- _Task goal_: Return all of the entries, keeping every word and mark as it is.
★ ★ ★ ★
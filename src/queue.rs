//! Ordered, sequential replay of the backlog
//!
//! The replay plan is fixed at build time: every pending offline session
//! first (each becomes a "register old session" task), then every pending
//! request, both in persisted order. The ordering is load-bearing: a
//! request referencing a placeholder session must not fire before the
//! session task that produces the real ID.
//!
//! Execution is strictly one task in flight at a time. A cursor walks the
//! plan; each completion (reconciliation included, for session tasks)
//! happens before the next task fires. Failed tasks are reported and skipped
//! without retry; their records stay in the persisted backlog for the next
//! replay opportunity.

use serde_json::{Map, Value};
use tokio::time::Duration;

use crate::backlog::BacklogStore;
use crate::config::ClientInfo;
use crate::error::Error;
use crate::reconcile;
use crate::store::PersistentStore;
use crate::transport::{Transport, TransportRequest};
use crate::types::{unix_now, ApiMethod, HttpMethod};

/// What a replay task stands for.
#[derive(Debug, Clone, PartialEq)]
pub enum TaskKind {
    /// Register a session recorded offline; on success its placeholder is
    /// reconciled against the server-assigned ID
    OldSession {
        placeholder_id: i64,
        start_timestamp: f64,
    },
    /// Re-send a queued request
    Request,
}

/// One entry in the replay plan.
#[derive(Debug, Clone, PartialEq)]
pub struct ReplayTask {
    pub kind: TaskKind,
    /// For session tasks this is the placeholder ID, the session's
    /// temporary identity on the wire
    pub task_pid: i64,
    pub url: String,
    pub method: ApiMethod,
    pub http_method: HttpMethod,
    pub post_data: Map<String, Value>,
}

/// Result of a single replay step.
#[derive(Debug, Clone, PartialEq)]
pub enum TaskOutcome {
    SessionReplayed {
        placeholder_id: i64,
        session_id: i64,
    },
    RequestReplayed {
        task_pid: i64,
    },
    Failed {
        task_pid: i64,
        reason: String,
    },
}

/// An ordered replay plan with a cursor.
pub struct TaskQueue {
    tasks: Vec<ReplayTask>,
    cursor: usize,
}

impl TaskQueue {
    /// Build the plan from the backlog's current contents.
    pub fn build<S: PersistentStore>(
        backlog: &BacklogStore<S>,
        client: &ClientInfo,
        now: f64,
    ) -> Self {
        let mut tasks = Vec::with_capacity(backlog.sessions().len() + backlog.requests().len());

        for session in backlog.sessions() {
            let mut post_data = Map::new();
            post_data.insert(
                "end_user_device".to_string(),
                Value::from(client.device_uuid.clone()),
            );
            post_data.insert(
                "app_version".to_string(),
                Value::from(client.app_version.clone()),
            );
            post_data.insert("carrier_name".to_string(), Value::from(""));
            post_data.insert(
                "dt".to_string(),
                Value::from((now - session.start_timestamp) as i64),
            );
            post_data.insert(
                "length".to_string(),
                Value::from(session.duration_estimate as i64),
            );
            tasks.push(ReplayTask {
                kind: TaskKind::OldSession {
                    placeholder_id: session.placeholder_id,
                    start_timestamp: session.start_timestamp,
                },
                task_pid: session.placeholder_id,
                url: session.replay_url.clone(),
                method: ApiMethod::RegisterOldSession,
                http_method: HttpMethod::Post,
                post_data,
            });
        }

        for request in backlog.requests() {
            tasks.push(ReplayTask {
                kind: TaskKind::Request,
                task_pid: request.task_pid,
                url: request.url.clone(),
                method: request.dataspin_method,
                http_method: request.http_method,
                post_data: request.post_data.clone(),
            });
        }

        tracing::debug!(tasks = tasks.len(), "built replay plan");
        TaskQueue { tasks, cursor: 0 }
    }

    pub fn len(&self) -> usize {
        self.tasks.len()
    }

    pub fn is_empty(&self) -> bool {
        self.tasks.is_empty()
    }

    /// Tasks not yet executed (including the one at the cursor).
    pub fn remaining(&self) -> usize {
        self.tasks.len() - self.cursor
    }

    /// Fire the task at the cursor, wait for completion, reconcile if it was
    /// a session task, and advance. Returns `None` once the plan is drained.
    ///
    /// Exactly one task is in flight at a time; reconciliation completes
    /// before this returns, so the next call never transmits a stale
    /// placeholder.
    pub async fn execute_next<S, T>(
        &mut self,
        backlog: &mut BacklogStore<S>,
        transport: &T,
        task_timeout: Duration,
    ) -> Option<TaskOutcome>
    where
        S: PersistentStore,
        T: Transport,
    {
        if self.cursor >= self.tasks.len() {
            return None;
        }

        // state may have moved while earlier tasks were awaited; re-stamp
        // the session's elapsed time from the clock, not the build snapshot
        if let TaskKind::OldSession { start_timestamp, .. } = self.tasks[self.cursor].kind {
            let dt = (unix_now() - start_timestamp) as i64;
            self.tasks[self.cursor]
                .post_data
                .insert("dt".to_string(), Value::from(dt));
        }

        let task = self.tasks[self.cursor].clone();
        tracing::debug!(
            task_pid = task.task_pid,
            method = %task.method,
            remaining = self.remaining(),
            "executing replay task"
        );

        let request = TransportRequest {
            url: task.url.clone(),
            http_method: task.http_method,
            payload: Value::Object(task.post_data.clone()),
        };

        let result = match tokio::time::timeout(task_timeout, transport.send(&request)).await {
            Ok(inner) => inner,
            Err(_) => Err(Error::Transport(format!(
                "task {} timed out after {:?}",
                task.task_pid, task_timeout
            ))),
        };

        let outcome = match result {
            Ok(body) => match task.kind {
                TaskKind::OldSession { placeholder_id, .. } => {
                    match reconcile::real_id_from_response(&body) {
                        Ok(session_id) => {
                            let in_flight = &mut self.tasks[self.cursor + 1..];
                            reconcile::apply(in_flight, backlog, placeholder_id, session_id);
                            TaskOutcome::SessionReplayed {
                                placeholder_id,
                                session_id,
                            }
                        }
                        Err(err) => TaskOutcome::Failed {
                            task_pid: task.task_pid,
                            reason: err.to_string(),
                        },
                    }
                }
                TaskKind::Request => {
                    backlog.remove_request(task.task_pid);
                    TaskOutcome::RequestReplayed {
                        task_pid: task.task_pid,
                    }
                }
            },
            Err(err) => {
                // no retry here; the record stays queued for the next replay
                tracing::warn!(task_pid = task.task_pid, error = %err, "replay task failed");
                TaskOutcome::Failed {
                    task_pid: task.task_pid,
                    reason: err.to_string(),
                }
            }
        };

        self.cursor += 1;
        Some(outcome)
    }
}
pub mod error;
pub mod event_source;
pub mod highlight;
pub mod logging;
pub mod settings;

pub mod test_utils;

pub use error::{HighlightError, Result};
pub use highlight::{
    DocumentRenderer, Highlight, HighlightId, OverlaySynchronizer, PageViewport, ScaledPosition,
};
pub use settings::HighlighterSettings;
★ ★ ★ ★
- _Task solution_:
filename src/queue.rs
//! Ordered, sequential replay of the backlog
//!
//! The replay plan is fixed at build time: every pending offline session
//! first (each becomes a "register old session" task), then every pending
//! request, both in persisted order. The ordering is load-bearing: a
//! request referencing a placeholder session must not fire before the
//! session task that produces the real ID.
//!
//! Execution is strictly one task in flight at a time. A cursor walks the
//! plan; each completion (reconciliation included, for session tasks)
//! happens before the next task fires. Failed tasks are reported and skipped
//! without retry; their records stay in the persisted backlog for the next
//! replay opportunity.

use serde_json::{Map, Value};
use tokio::time::Duration;

use crate::backlog::BacklogStore;
use crate::config::ClientInfo;
use crate::error::Error;
use crate::reconcile;
use crate::store::PersistentStore;
use crate::transport::{Transport, TransportRequest};
use crate::types::{unix_now, ApiMethod, HttpMethod};

/// What a replay task stands for.
#[derive(Debug, Clone, PartialEq)]
pub enum TaskKind {
    /// Register a session recorded offline; on success its placeholder is
    /// reconciled against the server-assigned ID
    OldSession {
        placeholder_id: i64,
        start_timestamp: f64,
    },
    /// Re-send a queued request
    Request,
}

/// One entry in the replay plan.
#[derive(Debug, Clone, PartialEq)]
pub struct ReplayTask {
    pub kind: TaskKind,
    /// For session tasks this is the placeholder ID, the session's
    /// temporary identity on the wire
    pub task_pid: i64,
    pub url: String,
    pub method: ApiMethod,
    pub http_method: HttpMethod,
    pub post_data: Map<String, Value>,
}

/// Result of a single replay step.
#[derive(Debug, Clone, PartialEq)]
pub enum TaskOutcome {
    SessionReplayed {
        placeholder_id: i64,
        session_id: i64,
    },
    RequestReplayed {
        task_pid: i64,
    },
    Failed {
        task_pid: i64,
        reason: String,
    },
}

/// An ordered replay plan with a cursor.
pub struct TaskQueue {
    tasks: Vec<ReplayTask>,
    cursor: usize,
}

impl TaskQueue {
    /// Build the plan from the backlog's current contents.
    pub fn build<S: PersistentStore>(
        backlog: &BacklogStore<S>,
        client: &ClientInfo,
        now: f64,
    ) -> Self {
        let mut tasks = Vec::with_capacity(backlog.sessions().len() + backlog.requests().len());

        for session in backlog.sessions() {
            let mut post_data = Map::new();
            post_data.insert(
                "end_user_device".to_string(),
                Value::from(client.device_uuid.clone()),
            );
            post_data.insert(
                "app_version".to_string(),
                Value::from(client.app_version.clone()),
            );
            post_data.insert("carrier_name".to_string(), Value::from(""));
            post_data.insert(
                "dt".to_string(),
                Value::from((now - session.start_timestamp) as i64),
            );
            post_data.insert(
                "length".to_string(),
                Value::from(session.duration_estimate as i64),
            );
            tasks.push(ReplayTask {
                kind: TaskKind::OldSession {
                    placeholder_id: session.placeholder_id,
                    start_timestamp: session.start_timestamp,
                },
                task_pid: session.placeholder_id,
                url: session.replay_url.clone(),
                method: ApiMethod::RegisterOldSession,
                http_method: HttpMethod::Post,
                post_data,
            });
        }

        for request in backlog.requests() {
            tasks.push(ReplayTask {
                kind: TaskKind::Request,
                task_pid: request.task_pid,
                url: request.url.clone(),
                method: request.dataspin_method,
                http_method: request.http_method,
                post_data: request.post_data.clone(),
            });
        }

        tracing::debug!(tasks = tasks.len(), "built replay plan");
        TaskQueue { tasks, cursor: 0 }
    }

    pub fn len(&self) -> usize {
        self.tasks.len()
    }

    pub fn is_empty(&self) -> bool {
        self.tasks.is_empty()
    }

    /// Tasks not yet executed (including the one at the cursor).
    pub fn remaining(&self) -> usize {
        self.tasks.len() - self.cursor
    }

    /// Fire the task at the cursor, wait for completion, reconcile if it was
    /// a session task, and advance. Returns `None` once the plan is drained.
    ///
    /// Exactly one task is in flight at a time; reconciliation completes
    /// before this returns, so the next call never transmits a stale
    /// placeholder.
    pub async fn execute_next<S, T>(
        &mut self,
        backlog: &mut BacklogStore<S>,
        transport: &T,
        task_timeout: Duration,
    ) -> Option<TaskOutcome>
    where
        S: PersistentStore,
        T: Transport,
    {
        if self.cursor >= self.tasks.len() {
            return None;
        }

        // state may have moved while earlier tasks were awaited; re-stamp
        // the session's elapsed time from the clock, not the build snapshot
        if let TaskKind::OldSession { start_timestamp, .. } = self.tasks[self.cursor].kind {
            let dt = (unix_now() - start_timestamp) as i64;
            self.tasks[self.cursor]
                .post_data
                .insert("dt".to_string(), Value::from(dt));
        }

        let task = self.tasks[self.cursor].clone();
        tracing::debug!(
            task_pid = task.task_pid,
            method = %task.method,
            remaining = self.remaining(),
            "executing replay task"
        );

        let request = TransportRequest {
            url: task.url.clone(),
            http_method: task.http_method,
            payload: Value::Object(task.post_data.clone()),
        };

        let result = match tokio::time::timeout(task_timeout, transport.send(&request)).await {
            Ok(inner) => inner,
            Err(_) => Err(Error::Transport(format!(
                "task {} timed out after {:?}",
                task.task_pid, task_timeout
            ))),
        };

        let outcome = match result {
            Ok(body) => match task.kind {
                TaskKind::OldSession { placeholder_id, .. } => {
                    match reconcile::real_id_from_response(&body) {
                        Ok(session_id) => {
                            let in_flight = &mut self.tasks[self.cursor + 1..];
                            reconcile::apply(in_flight, backlog, placeholder_id, session_id);
                            TaskOutcome::SessionReplayed {
                                placeholder_id,
                                session_id,
                            }
                        }
                        Err(err) => TaskOutcome::Failed {
                            task_pid: task.task_pid,
                            reason: err.to_string(),
                        },
                    }
                }
                TaskKind::Request => {
                    backlog.remove_request(task.task_pid);
                    TaskOutcome::RequestReplayed {
                        task_pid: task.task_pid,
                    }
                }
            },
            Err(err) => {
                // no retry here; the record stays queued for the next replay
                tracing::warn!(task_pid = task.task_pid, error = %err, "replay task failed");
                TaskOutcome::Failed {
                    task_pid: task.task_pid,
                    reason: err.to_string(),
                }
            }
        };

        self.cursor += 1;
        Some(outcome)
    }
}
pub mod error;
pub mod event_source;
pub mod highlight;
pub mod logging;
pub mod settings;

pub mod test_utils;

pub use error::{HighlightError, Result};
pub use highlight::{
    DocumentRenderer, Highlight, HighlightId, OverlaySynchronizer, PageViewport, ScaledPosition,
};
pub use settings::HighlighterSettings;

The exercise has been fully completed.